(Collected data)
------------------------------------------------------------

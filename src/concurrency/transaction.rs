use std::collections::{HashMap, HashSet};
use std::sync::Arc;

use parking_lot::Mutex;

use crate::common::{RecordId, TableOid, TxnId};
use crate::index::{BPlusTree, IndexKey};
use crate::storage::table::TableHeap;

use super::lock_manager::LockMode;

#[derive(Debug, Clone, Copy, PartialEq, Eq)]
pub enum IsolationLevel {
    ReadUncommitted,
    ReadCommitted,
    RepeatableRead,
}

#[derive(Debug, Clone, Copy, PartialEq, Eq)]
pub enum TransactionState {
    Growing,
    Shrinking,
    Committed,
    Aborted,
}

#[derive(Debug, Clone, Copy, PartialEq, Eq)]
pub enum WriteOp {
    Insert,
    Delete,
}

/// Undo record for a heap mutation: enough to flip the tuple's deletion
/// flag back on abort.
pub struct TableWriteRecord {
    pub op: WriteOp,
    pub rid: RecordId,
    pub oid: TableOid,
    pub heap: Arc<TableHeap>,
}

/// Undo record for an index mutation.
pub struct IndexWriteRecord {
    pub op: WriteOp,
    pub key: IndexKey,
    pub value: RecordId,
    pub index: Arc<BPlusTree>,
}

#[derive(Default)]
struct LockSets {
    shared_tables: HashSet<TableOid>,
    exclusive_tables: HashSet<TableOid>,
    intention_shared_tables: HashSet<TableOid>,
    intention_exclusive_tables: HashSet<TableOid>,
    shared_intention_exclusive_tables: HashSet<TableOid>,
    shared_rows: HashMap<TableOid, HashSet<RecordId>>,
    exclusive_rows: HashMap<TableOid, HashSet<RecordId>>,
}

impl LockSets {
    fn table_set(&mut self, mode: LockMode) -> &mut HashSet<TableOid> {
        match mode {
            LockMode::Shared => &mut self.shared_tables,
            LockMode::Exclusive => &mut self.exclusive_tables,
            LockMode::IntentionShared => &mut self.intention_shared_tables,
            LockMode::IntentionExclusive => &mut self.intention_exclusive_tables,
            LockMode::SharedIntentionExclusive => &mut self.shared_intention_exclusive_tables,
        }
    }
}

/// A single transaction: identity, isolation level, 2PL state, the locks it
/// holds, and the undo records for its writes.
pub struct Transaction {
    id: TxnId,
    isolation: IsolationLevel,
    state: Mutex<TransactionState>,
    locks: Mutex<LockSets>,
    table_writes: Mutex<Vec<TableWriteRecord>>,
    index_writes: Mutex<Vec<IndexWriteRecord>>,
}

impl Transaction {
    pub fn new(id: TxnId, isolation: IsolationLevel) -> Self {
        Self {
            id,
            isolation,
            state: Mutex::new(TransactionState::Growing),
            locks: Mutex::new(LockSets::default()),
            table_writes: Mutex::new(Vec::new()),
            index_writes: Mutex::new(Vec::new()),
        }
    }

    pub fn id(&self) -> TxnId {
        self.id
    }

    pub fn isolation_level(&self) -> IsolationLevel {
        self.isolation
    }

    pub fn state(&self) -> TransactionState {
        *self.state.lock()
    }

    pub fn set_state(&self, state: TransactionState) {
        *self.state.lock() = state;
    }

    pub(crate) fn add_table_lock(&self, mode: LockMode, oid: TableOid) {
        self.locks.lock().table_set(mode).insert(oid);
    }

    pub(crate) fn remove_table_lock(&self, mode: LockMode, oid: TableOid) {
        self.locks.lock().table_set(mode).remove(&oid);
    }

    pub(crate) fn add_row_lock(&self, mode: LockMode, oid: TableOid, rid: RecordId) {
        let mut locks = self.locks.lock();
        let map = match mode {
            LockMode::Shared => &mut locks.shared_rows,
            LockMode::Exclusive => &mut locks.exclusive_rows,
            _ => unreachable!("intention modes are rejected on rows"),
        };
        map.entry(oid).or_default().insert(rid);
    }

    pub(crate) fn remove_row_lock(&self, mode: LockMode, oid: TableOid, rid: RecordId) {
        let mut locks = self.locks.lock();
        let map = match mode {
            LockMode::Shared => &mut locks.shared_rows,
            LockMode::Exclusive => &mut locks.exclusive_rows,
            _ => unreachable!("intention modes are rejected on rows"),
        };
        if let Some(set) = map.get_mut(&oid) {
            set.remove(&rid);
            if set.is_empty() {
                map.remove(&oid);
            }
        }
    }

    /// Whether this transaction holds a table lock on `oid` in one of the
    /// given modes.
    pub fn holds_table_lock_in(&self, oid: TableOid, modes: &[LockMode]) -> bool {
        let mut locks = self.locks.lock();
        modes.iter().any(|&mode| locks.table_set(mode).contains(&oid))
    }

    /// Whether any row of `oid` is still locked by this transaction.
    pub fn holds_row_locks_on(&self, oid: TableOid) -> bool {
        let locks = self.locks.lock();
        locks.shared_rows.contains_key(&oid) || locks.exclusive_rows.contains_key(&oid)
    }

    /// Snapshot of every lock held, rows first, for bulk release.
    pub(crate) fn held_locks(&self) -> (Vec<(LockMode, TableOid, RecordId)>, Vec<(LockMode, TableOid)>) {
        let locks = self.locks.lock();
        let mut rows = Vec::new();
        for (&oid, rids) in &locks.shared_rows {
            rows.extend(rids.iter().map(|&rid| (LockMode::Shared, oid, rid)));
        }
        for (&oid, rids) in &locks.exclusive_rows {
            rows.extend(rids.iter().map(|&rid| (LockMode::Exclusive, oid, rid)));
        }

        let mut tables = Vec::new();
        for &oid in &locks.intention_shared_tables {
            tables.push((LockMode::IntentionShared, oid));
        }
        for &oid in &locks.intention_exclusive_tables {
            tables.push((LockMode::IntentionExclusive, oid));
        }
        for &oid in &locks.shared_tables {
            tables.push((LockMode::Shared, oid));
        }
        for &oid in &locks.shared_intention_exclusive_tables {
            tables.push((LockMode::SharedIntentionExclusive, oid));
        }
        for &oid in &locks.exclusive_tables {
            tables.push((LockMode::Exclusive, oid));
        }
        (rows, tables)
    }

    pub fn append_table_write(&self, record: TableWriteRecord) {
        self.table_writes.lock().push(record);
    }

    pub fn append_index_write(&self, record: IndexWriteRecord) {
        self.index_writes.lock().push(record);
    }

    pub(crate) fn take_table_writes(&self) -> Vec<TableWriteRecord> {
        std::mem::take(&mut *self.table_writes.lock())
    }

    pub(crate) fn take_index_writes(&self) -> Vec<IndexWriteRecord> {
        std::mem::take(&mut *self.index_writes.lock())
    }
}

------------------------------------------------------------

_TASK ITEM_
Reproduce the records above with every character intact.

_RESPONSE TO THIS TASK_
filename src/concurrency/transaction.rs
use std::collections::{HashMap, HashSet};
use std::sync::Arc;

use parking_lot::Mutex;

use crate::common::{RecordId, TableOid, TxnId};
use crate::index::{BPlusTree, IndexKey};
use crate::storage::table::TableHeap;

use super::lock_manager::LockMode;

#[derive(Debug, Clone, Copy, PartialEq, Eq)]
pub enum IsolationLevel {
    ReadUncommitted,
    ReadCommitted,
    RepeatableRead,
}

#[derive(Debug, Clone, Copy, PartialEq, Eq)]
pub enum TransactionState {
    Growing,
    Shrinking,
    Committed,
    Aborted,
}

#[derive(Debug, Clone, Copy, PartialEq, Eq)]
pub enum WriteOp {
    Insert,
    Delete,
}

/// Undo record for a heap mutation: enough to flip the tuple's deletion
/// flag back on abort.
pub struct TableWriteRecord {
    pub op: WriteOp,
    pub rid: RecordId,
    pub oid: TableOid,
    pub heap: Arc<TableHeap>,
}

/// Undo record for an index mutation.
pub struct IndexWriteRecord {
    pub op: WriteOp,
    pub key: IndexKey,
    pub value: RecordId,
    pub index: Arc<BPlusTree>,
}

#[derive(Default)]
struct LockSets {
    shared_tables: HashSet<TableOid>,
    exclusive_tables: HashSet<TableOid>,
    intention_shared_tables: HashSet<TableOid>,
    intention_exclusive_tables: HashSet<TableOid>,
    shared_intention_exclusive_tables: HashSet<TableOid>,
    shared_rows: HashMap<TableOid, HashSet<RecordId>>,
    exclusive_rows: HashMap<TableOid, HashSet<RecordId>>,
}

impl LockSets {
    fn table_set(&mut self, mode: LockMode) -> &mut HashSet<TableOid> {
        match mode {
            LockMode::Shared => &mut self.shared_tables,
            LockMode::Exclusive => &mut self.exclusive_tables,
            LockMode::IntentionShared => &mut self.intention_shared_tables,
            LockMode::IntentionExclusive => &mut self.intention_exclusive_tables,
            LockMode::SharedIntentionExclusive => &mut self.shared_intention_exclusive_tables,
        }
    }
}

/// A single transaction: identity, isolation level, 2PL state, the locks it
/// holds, and the undo records for its writes.
pub struct Transaction {
    id: TxnId,
    isolation: IsolationLevel,
    state: Mutex<TransactionState>,
    locks: Mutex<LockSets>,
    table_writes: Mutex<Vec<TableWriteRecord>>,
    index_writes: Mutex<Vec<IndexWriteRecord>>,
}

impl Transaction {
    pub fn new(id: TxnId, isolation: IsolationLevel) -> Self {
        Self {
            id,
            isolation,
            state: Mutex::new(TransactionState::Growing),
            locks: Mutex::new(LockSets::default()),
            table_writes: Mutex::new(Vec::new()),
            index_writes: Mutex::new(Vec::new()),
        }
    }

    pub fn id(&self) -> TxnId {
        self.id
    }

    pub fn isolation_level(&self) -> IsolationLevel {
        self.isolation
    }

    pub fn state(&self) -> TransactionState {
        *self.state.lock()
    }

    pub fn set_state(&self, state: TransactionState) {
        *self.state.lock() = state;
    }

    pub(crate) fn add_table_lock(&self, mode: LockMode, oid: TableOid) {
        self.locks.lock().table_set(mode).insert(oid);
    }

    pub(crate) fn remove_table_lock(&self, mode: LockMode, oid: TableOid) {
        self.locks.lock().table_set(mode).remove(&oid);
    }

    pub(crate) fn add_row_lock(&self, mode: LockMode, oid: TableOid, rid: RecordId) {
        let mut locks = self.locks.lock();
        let map = match mode {
            LockMode::Shared => &mut locks.shared_rows,
            LockMode::Exclusive => &mut locks.exclusive_rows,
            _ => unreachable!("intention modes are rejected on rows"),
        };
        map.entry(oid).or_default().insert(rid);
    }

    pub(crate) fn remove_row_lock(&self, mode: LockMode, oid: TableOid, rid: RecordId) {
        let mut locks = self.locks.lock();
        let map = match mode {
            LockMode::Shared => &mut locks.shared_rows,
            LockMode::Exclusive => &mut locks.exclusive_rows,
            _ => unreachable!("intention modes are rejected on rows"),
        };
        if let Some(set) = map.get_mut(&oid) {
            set.remove(&rid);
            if set.is_empty() {
                map.remove(&oid);
            }
        }
    }

    /// Whether this transaction holds a table lock on `oid` in one of the
    /// given modes.
    pub fn holds_table_lock_in(&self, oid: TableOid, modes: &[LockMode]) -> bool {
        let mut locks = self.locks.lock();
        modes.iter().any(|&mode| locks.table_set(mode).contains(&oid))
    }

    /// Whether any row of `oid` is still locked by this transaction.
    pub fn holds_row_locks_on(&self, oid: TableOid) -> bool {
        let locks = self.locks.lock();
        locks.shared_rows.contains_key(&oid) || locks.exclusive_rows.contains_key(&oid)
    }

    /// Snapshot of every lock held, rows first, for bulk release.
    pub(crate) fn held_locks(&self) -> (Vec<(LockMode, TableOid, RecordId)>, Vec<(LockMode, TableOid)>) {
        let locks = self.locks.lock();
        let mut rows = Vec::new();
        for (&oid, rids) in &locks.shared_rows {
            rows.extend(rids.iter().map(|&rid| (LockMode::Shared, oid, rid)));
        }
        for (&oid, rids) in &locks.exclusive_rows {
            rows.extend(rids.iter().map(|&rid| (LockMode::Exclusive, oid, rid)));
        }

        let mut tables = Vec::new();
        for &oid in &locks.intention_shared_tables {
            tables.push((LockMode::IntentionShared, oid));
        }
        for &oid in &locks.intention_exclusive_tables {
            tables.push((LockMode::IntentionExclusive, oid));
        }
        for &oid in &locks.shared_tables {
            tables.push((LockMode::Shared, oid));
        }
        for &oid in &locks.shared_intention_exclusive_tables {
            tables.push((LockMode::SharedIntentionExclusive, oid));
        }
        for &oid in &locks.exclusive_tables {
            tables.push((LockMode::Exclusive, oid));
        }
        (rows, tables)
    }

    pub fn append_table_write(&self, record: TableWriteRecord) {
        self.table_writes.lock().push(record);
    }

    pub fn append_index_write(&self, record: IndexWriteRecord) {
        self.index_writes.lock().push(record);
    }

    pub(crate) fn take_table_writes(&self) -> Vec<TableWriteRecord> {
        std::mem::take(&mut *self.table_writes.lock())
    }

    pub(crate) fn take_index_writes(&self) -> Vec<IndexWriteRecord> {
        std::mem::take(&mut *self.index_writes.lock())
    }
}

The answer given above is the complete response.